= Task goal =
Word for word, restate the lines of the data from the first through the one containing "#[derive(Debug, Clone)]", and nothing else.
--- Records supplied ---
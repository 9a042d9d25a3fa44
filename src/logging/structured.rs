//! Structured logging utilities.
//!
//! Provides context-aware logging with batch_id and channel_id included
//! in every log message.

use std::fmt;

/// Logging context for one ingestion batch.
#[derive(Debug, Clone)]
pub struct LogContext {
    pub batch_id: String,
    pub channel_id: Option<String>,
}

impl LogContext {
    pub fn new(batch_id: &str) -> Self {
        Self {
            batch_id: batch_id.to_string(),
            channel_id: None,
        }
    }

    pub fn with_channel(&self, channel_id: &str) -> Self {
        Self {
            batch_id: self.batch_id.clone(),
            channel_id: Some(channel_id.to_string()),
        }
    }
}

impl fmt::Display for LogContext {
    fn fmt(&self, f: &mut fmt::Formatter<'_>) -> fmt::Result {
        match &self.channel_id {
            Some(cid) => write!(f, "[batch={}] [channel={}]", self.batch_id, cid),
            None => write!(f, "[batch={}]", self.batch_id),
        }
    }
}

/// Initialize the process-wide logger.
///
/// `RUST_LOG` takes precedence over `default_level`. Safe to call more than once.
pub fn init_logger(default_level: log::LevelFilter) {
    let _ = env_logger::Builder::new()
        .filter_level(default_level)
        .parse_default_env()
        .format_timestamp_millis()
        .try_init();
}

/// Log an info message with context.
#[macro_export]
macro_rules! log_info {
    ($ctx:expr, $event:expr $(, $key:ident = $value:expr)* $(,)?) => {
        log::info!(
            "{} {} {}",
            $ctx,
            $event,
            format_args!(concat!($(stringify!($key), "={:?} "),*), $($value),*)
        );
    };
}

/// Log a warning message with context.
#[macro_export]
macro_rules! log_warn {
    ($ctx:expr, $event:expr $(, $key:ident = $value:expr)* $(,)?) => {
        log::warn!(
            "{} {} {}",
            $ctx,
            $event,
            format_args!(concat!($(stringify!($key), "={:?} "),*), $($value),*)
        );
    };
}

/// Log an error message with context.
#[macro_export]
macro_rules! log_error {
    ($ctx:expr, $event:expr $(, $key:ident = $value:expr)* $(,)?) => {
        log::error!(
            "{} {} {}",
            $ctx,
            $event,
            format_args!(concat!($(stringify!($key), "={:?} "),*), $($value),*)
        );
    };
}

/// Log a debug message with context.
#[macro_export]
macro_rules! log_debug {
    ($ctx:expr, $event:expr $(, $key:ident = $value:expr)* $(,)?) => {
        log::debug!(
            "{} {} {}",
            $ctx,
            $event,
            format_args!(concat!($(stringify!($key), "={:?} "),*), $($value),*)
        );
    };
}

#[cfg(test)]
mod tests {
    use super::*;

    #[test]
    fn test_log_context_display() {
        let ctx = LogContext::new("batch-123");
        assert_eq!(format!("{}", ctx), "[batch=batch-123]");

        let ctx_with_channel = ctx.with_channel("c1");
        assert_eq!(
            format!("{}", ctx_with_channel),
            "[batch=batch-123] [channel=c1]"
        );
    }

    #[test]
    fn test_macros_accept_fields() {
        let ctx = LogContext::new("batch-1").with_channel("c1");
        crate::log_info!(ctx, "TEST_EVENT", count = 3, name = "x");
        crate::log_debug!(ctx, "TEST_EVENT_NO_FIELDS");
    }
}
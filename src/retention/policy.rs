//! Retention window arithmetic.

use chrono::{DateTime, Duration, Utc};

use crate::storage::Channel;

/// How long records of one channel are kept.
#[derive(Debug, Clone, Copy, PartialEq, Eq)]
pub struct RetentionPolicy {
    pub expiration_minutes: i64,
}

impl RetentionPolicy {
    pub fn from_minutes(minutes: i64) -> Self {
        Self {
            expiration_minutes: minutes,
        }
    }

    pub fn from_channel(channel: &Channel) -> Self {
        Self::from_minutes(channel.expiration_minutes)
    }

    /// Records created at or before this instant are expired.
    ///
    /// `None` when the window reaches past the representable time range,
    /// in which case nothing has expired yet.
    pub fn cutoff(&self, now: DateTime<Utc>) -> Option<DateTime<Utc>> {
        let expiration = Duration::try_minutes(self.expiration_minutes)?;
        now.checked_sub_signed(expiration)
    }

    pub fn is_expired(&self, created: DateTime<Utc>, now: DateTime<Utc>) -> bool {
        self.cutoff(now).is_some_and(|cutoff| created <= cutoff)
    }
}
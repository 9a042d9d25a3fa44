//! Shutdown signalling shared by the binaries.

use std::future::Future;
use std::io;

use tokio_util::sync::CancellationToken;

/// Cancel `token` once `signal` resolves successfully.
///
/// A listener that fails to install leaves the token untouched.
pub async fn cancel_on_signal<F>(signal: F, token: CancellationToken)
where
    F: Future<Output = io::Result<()>>,
{
    match signal.await {
        Ok(()) => {
            log::info!("SHUTDOWN_REQUESTED");
            token.cancel();
        }
        Err(e) => log::error!("SIGNAL_LISTEN_FAILED error={}", e),
    }
}

/// Spawn a task that cancels `token` on Ctrl+C.
pub fn cancel_on_ctrl_c(token: CancellationToken) {
    tokio::spawn(cancel_on_signal(tokio::signal::ctrl_c(), token));
}

#[cfg(test)]
mod tests {
    use super::*;

    #[tokio::test]
    async fn test_signal_cancels_token() {
        let token = CancellationToken::new();
        cancel_on_signal(async { Ok(()) }, token.clone()).await;
        assert!(token.is_cancelled());
    }

    #[tokio::test]
    async fn test_failed_listener_keeps_running() {
        let token = CancellationToken::new();
        cancel_on_signal(
            async { Err(io::Error::new(io::ErrorKind::Other, "no signal handler")) },
            token.clone(),
        )
        .await;
        assert!(!token.is_cancelled());
    }
}
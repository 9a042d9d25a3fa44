//! Storage collaborator interfaces.

use std::future::Future;
use std::time::Duration;

use async_trait::async_trait;
use chrono::{DateTime, Utc};
use thiserror::Error;

use super::models::{Channel, NewLogRecord, StoredLogRecord};

/// Failure talking to the storage backend.
#[derive(Debug, Clone, PartialEq, Eq, Error)]
pub enum StorageError {
    #[error("storage unavailable: {0}")]
    Unavailable(String),

    #[error("storage call timed out after {0:?}")]
    Timeout(Duration),

    #[error("storage backend error: {0}")]
    Backend(String),
}

/// Default bound on a single storage call.
pub const DEFAULT_STORAGE_TIMEOUT: Duration = Duration::from_secs(5);

/// Await one storage call, failing with [`StorageError::Timeout`] once
/// `limit` has elapsed.
pub async fn bounded<T, F>(limit: Duration, call: F) -> Result<T, StorageError>
where
    F: Future<Output = Result<T, StorageError>>,
{
    match tokio::time::timeout(limit, call).await {
        Ok(result) => result,
        Err(_) => Err(StorageError::Timeout(limit)),
    }
}

/// Read access to channel settings.
#[async_trait]
pub trait ChannelRepository: Send + Sync {
    async fn find_channel(&self, channel_id: &str) -> Result<Option<Channel>, StorageError>;
}

/// Write and expiry access to log records.
#[async_trait]
pub trait LogRecordStore: Send + Sync {
    /// Persist one record, stamping `created` with the server's clock.
    async fn create_record(&self, record: NewLogRecord) -> Result<StoredLogRecord, StorageError>;

    /// Delete every record of `channel_id` with `created <= created_before`.
    ///
    /// Returns the number of records removed.
    async fn delete_where(
        &self,
        channel_id: &str,
        created_before: DateTime<Utc>,
    ) -> Result<u64, StorageError>;
}
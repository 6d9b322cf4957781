use std::collections::BTreeMap;

use serde::{Deserialize, Serialize};

/// Shown in place of a cell a row does not provide.
pub const EMPTY_CELL: &str = "-";

pub type Row = BTreeMap<String, serde_json::Value>;

/// Tabular payload attached to an assistant answer.
#[derive(Debug, Clone, PartialEq, Serialize, Deserialize, Default)]
pub struct Table {
    pub columns: Vec<String>,
    pub rows: Vec<Row>,
}

impl Table {
    /// Build a table from string cells, mostly for corpus literals.
    pub fn from_rows<const N: usize>(columns: [&str; N], rows: &[[&str; N]]) -> Self {
        let rows = rows
            .iter()
            .map(|cells| {
                columns
                    .iter()
                    .zip(cells.iter())
                    .map(|(c, v)| (c.to_string(), serde_json::Value::from(*v)))
                    .collect()
            })
            .collect();
        Self {
            columns: columns.iter().map(|c| c.to_string()).collect(),
            rows,
        }
    }

    /// Display text for one cell. Missing, null and empty cells become [`EMPTY_CELL`].
    pub fn cell_text(row: &Row, column: &str) -> String {
        match row.get(column) {
            None | Some(serde_json::Value::Null) => EMPTY_CELL.to_string(),
            Some(serde_json::Value::String(s)) if s.is_empty() => EMPTY_CELL.to_string(),
            Some(serde_json::Value::String(s)) => s.clone(),
            Some(other) => other.to_string(),
        }
    }

    /// Row keys that are not declared columns. Such cells are never rendered.
    pub fn undeclared_keys(&self) -> Vec<&str> {
        let mut keys: Vec<&str> = self
            .rows
            .iter()
            .flat_map(|r| r.keys())
            .filter(|k| !self.columns.iter().any(|c| c == *k))
            .map(String::as_str)
            .collect();
        keys.sort_unstable();
        keys.dedup();
        keys
    }
}
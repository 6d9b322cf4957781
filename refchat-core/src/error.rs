use thiserror::Error;

#[derive(Error, Debug)]
pub enum ChatError {
    #[error("Session not found: {0}")]
    NotFound(String),

    #[error("Invalid input: {0}")]
    InvalidInput(String),

    #[error("Config error: {0}")]
    Config(#[from] config::ConfigError),

    #[error("IO error: {0}")]
    Io(#[from] std::io::Error),

    #[error("JSON error: {0}")]
    Json(#[from] serde_json::Error),
}

pub type ChatResult<T> = Result<T, ChatError>;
---
= Written answer =
repository 9a042d9d25a3fa44
filename src/logging/structured.rs
//! Structured logging utilities.
//!
//! Provides context-aware logging with batch_id and channel_id included
//! in every log message.

use std::fmt;

/// Logging context for one ingestion batch.
#[derive(Debug, Clone)]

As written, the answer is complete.